POV: What are the most common dangers for young, international models and also is it the same in the U.S.? Do those dangers exist here as well?

Redmon: The United States government seems to have a very knowledgeable and secure surveillance system in place to monitor troublemakers and non-troublemakers alike, but at the same time, in the modeling industry, the only thing you really need to go overseas as a teenage girl or boy and participate in this company is an entertainment visa. There's almost no transparency. There's almost no regulation on paper or in action to monitor or to insure that these young kids, their rights are being protected. There's no one there on site during these photo shoots when a 12 or 13 year-old girl is in a room with three men that are three times her age, trying to entice her to look sexy or to do whatever it is that they want her to do. You just don't know about this, but yet it happens every single day, so I think one thing I would love to see is some kind of regulation or a body of people who can transmit transparency. To ensure that there's nothing wrong with modeling at all, the problem here is when these girls are taken advantage of because there's no one there in whom they can trust. I mean, who is this body of people? I just don't know.

Sabin: I think in tandem with that, until there's any kind of regulation, I think there should be a minimum working age because even if you set the minimum working age at 18, that law is still going to get violated, so there will be 16 and 17 year-olds. But at least they're 16 and 17 year-olds, instead of saying there's no minimum age and now we have 11, 12 and 13 year-olds in the industry because when you look at it, they're modeling adult clothing. But they're children. So what does that also do for adult women and our whole consumer world of what a woman looks like? I think that's also deeply troubling, so I think until there's any kind of regulation or that regulating body, there should be a minimum working age.

POV: Your film has a point of view. Thematically, if you were to describe your film, what would you say it's about?

Redmon: The film ultimately for me is a gut check. You know? I mean you watch this film and you feel something in your gut. When we were making this film for almost five years, I constantly and I still live with that emotional turmoil that's right here, right here, right below my chest, above my stomach in my gut, and the only thing I wanted to do is just cut it open and then take it out.
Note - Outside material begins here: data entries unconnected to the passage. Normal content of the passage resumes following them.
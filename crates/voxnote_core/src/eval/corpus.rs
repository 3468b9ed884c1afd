//! Evaluation corpora.

use crate::model::category::Category;
use serde::{Deserialize, Serialize};
use std::error::Error;
use std::fmt::{Display, Formatter};
use std::path::{Path, PathBuf};

/// One utterance with its expected category.
#[derive(Debug, Clone, PartialEq, Eq, Serialize, Deserialize)]
pub struct CorpusEntry {
    pub text: String,
    pub expected: Category,
    /// Free-form label for grouping failures, e.g. `hedge`.
    #[serde(default, skip_serializing_if = "Option::is_none")]
    pub tag: Option<String>,
}

impl CorpusEntry {
    pub fn new(text: impl Into<String>, expected: Category) -> Self {
        Self {
            text: text.into(),
            expected,
            tag: None,
        }
    }

    pub fn tagged(text: impl Into<String>, expected: Category, tag: impl Into<String>) -> Self {
        Self {
            tag: Some(tag.into()),
            ..Self::new(text, expected)
        }
    }
}

const SEED_CASES: &[(&str, Category, &str)] = &[
    ("I want to read xyz book", Category::Note, "seed"),
    ("I need to buy groceries", Category::Task, "seed"),
    ("Meet John at 3pm tomorrow", Category::Calendar, "seed"),
    ("I want to visit Paris next year", Category::Note, "seed"),
    ("Great idea for the project", Category::Note, "seed"),
    ("Maybe I should buy that book", Category::Note, "seed"),
    ("Don't forget to submit the report", Category::Task, "seed"),
    ("", Category::Note, "seed"),
    ("I'd like to learn Spanish this month", Category::Note, "intent"),
    ("I'm interested in pottery classes", Category::Note, "intent"),
    ("I should look into solar panels", Category::Note, "intent"),
    (
        "I'm thinking about starting a podcast tomorrow",
        Category::Note,
        "intent",
    ),
    ("How do I renew my passport", Category::Note, "question"),
    ("Is the farmers market open on Sunday?", Category::Note, "question"),
    ("Why do I always get tired after lunch", Category::Note, "question"),
    (
        "Dentist appointment on Friday at 10:30 am",
        Category::Calendar,
        "calendar",
    ),
    ("Lunch with Sarah next week", Category::Calendar, "calendar"),
    ("Call the plumber tomorrow morning", Category::Calendar, "calendar"),
    ("Team meeting at noon", Category::Calendar, "calendar"),
    ("Remind me to water the plants", Category::Calendar, "calendar"),
    ("Submit the expense report by Friday", Category::Calendar, "calendar"),
    ("I have to finish the slides", Category::Task, "obligation"),
    ("Remember to pay rent", Category::Task, "obligation"),
    ("Make sure to lock the back door", Category::Task, "obligation"),
    ("Todo clean out the garage", Category::Task, "obligation"),
    ("I must renew the car insurance", Category::Task, "obligation"),
    ("Buy milk and eggs", Category::Task, "action"),
    ("Pick up the dry cleaning", Category::Task, "action"),
    ("Fix the leaking faucet", Category::Task, "action"),
    ("Email the landlord about the heater", Category::Task, "action"),
    ("Perhaps I could write a short story", Category::Note, "hedge"),
    ("We might get a puppy", Category::Note, "hedge"),
    ("Maybe I need to buy a new laptop", Category::Task, "hedge"),
    ("I should probably fix the sink", Category::Note, "hedge"),
    ("No need to buy milk", Category::Task, "obligation"),
    ("Fascinating article on sleep cycles", Category::Note, "note"),
    ("Note: the wifi password changed", Category::Note, "note"),
    ("Brainstorm names for the newsletter", Category::Note, "note"),
    ("The sunset looked beautiful", Category::Note, "default"),
    ("Document the API endpoints", Category::Note, "default"),
];

/// Built-in regression corpus.
pub fn seed_corpus() -> Vec<CorpusEntry> {
    SEED_CASES
        .iter()
        .map(|(text, expected, tag)| CorpusEntry::tagged(*text, *expected, *tag))
        .collect()
}

/// Parses a JSON array of `{text, expected, tag?}` entries.
///
/// # Errors
/// - `Parse` for malformed JSON or unknown category labels.
/// - `EmptyCorpus` when the array has no entries.
pub fn load_corpus_json(json: &str) -> Result<Vec<CorpusEntry>, CorpusError> {
    let entries: Vec<CorpusEntry> = serde_json::from_str(json).map_err(CorpusError::Parse)?;
    if entries.is_empty() {
        return Err(CorpusError::EmptyCorpus);
    }
    Ok(entries)
}

/// Reads and parses a JSON corpus file.
pub fn load_corpus_file(path: &Path) -> Result<Vec<CorpusEntry>, CorpusError> {
    let json = std::fs::read_to_string(path).map_err(|source| CorpusError::Io {
        path: path.to_path_buf(),
        source,
    })?;
    load_corpus_json(&json)
}

/// Corpus loading errors.
#[derive(Debug)]
pub enum CorpusError {
    Io {
        path: PathBuf,
        source: std::io::Error,
    },
    Parse(serde_json::Error),
    EmptyCorpus,
}

impl Display for CorpusError {
    fn fmt(&self, f: &mut Formatter<'_>) -> std::fmt::Result {
        match self {
            Self::Io { path, source } => {
                write!(f, "failed to read corpus `{}`: {source}", path.display())
            }
            Self::Parse(err) => write!(f, "invalid corpus JSON: {err}"),
            Self::EmptyCorpus => write!(f, "corpus has no entries"),
        }
    }
}

impl Error for CorpusError {
    fn source(&self) -> Option<&(dyn Error + 'static)> {
        match self {
            Self::Io { source, .. } => Some(source),
            Self::Parse(err) => Some(err),
            Self::EmptyCorpus => None,
        }
    }
}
And breathe, finally, a sigh of relief. And in fact, there is a scene like that in the movie, believe it or not, and it's not a literal scene. Ashley Arbaugh ends up in the hospital, she has, what is it called?

Sabin: A cyst.

Redmon: A cyst that's living inside her and she needs to have it removed. And here she is, this seemingly beautiful woman, who has had a successful life, a big house, property in Manhattan, everywhere, on the surface but underneath it all what is getting covered up? What is hidden? And then it comes out and you see it, and to me, that's what the movie is about. This glamour, this industry of beauty that sexualizes young girls, everywhere it goes, and then underneath it, it's just rotten. I mean at the core of it there is just something fundamentally rotten. I don't want to say wrong, but it really does need to change. Honestly.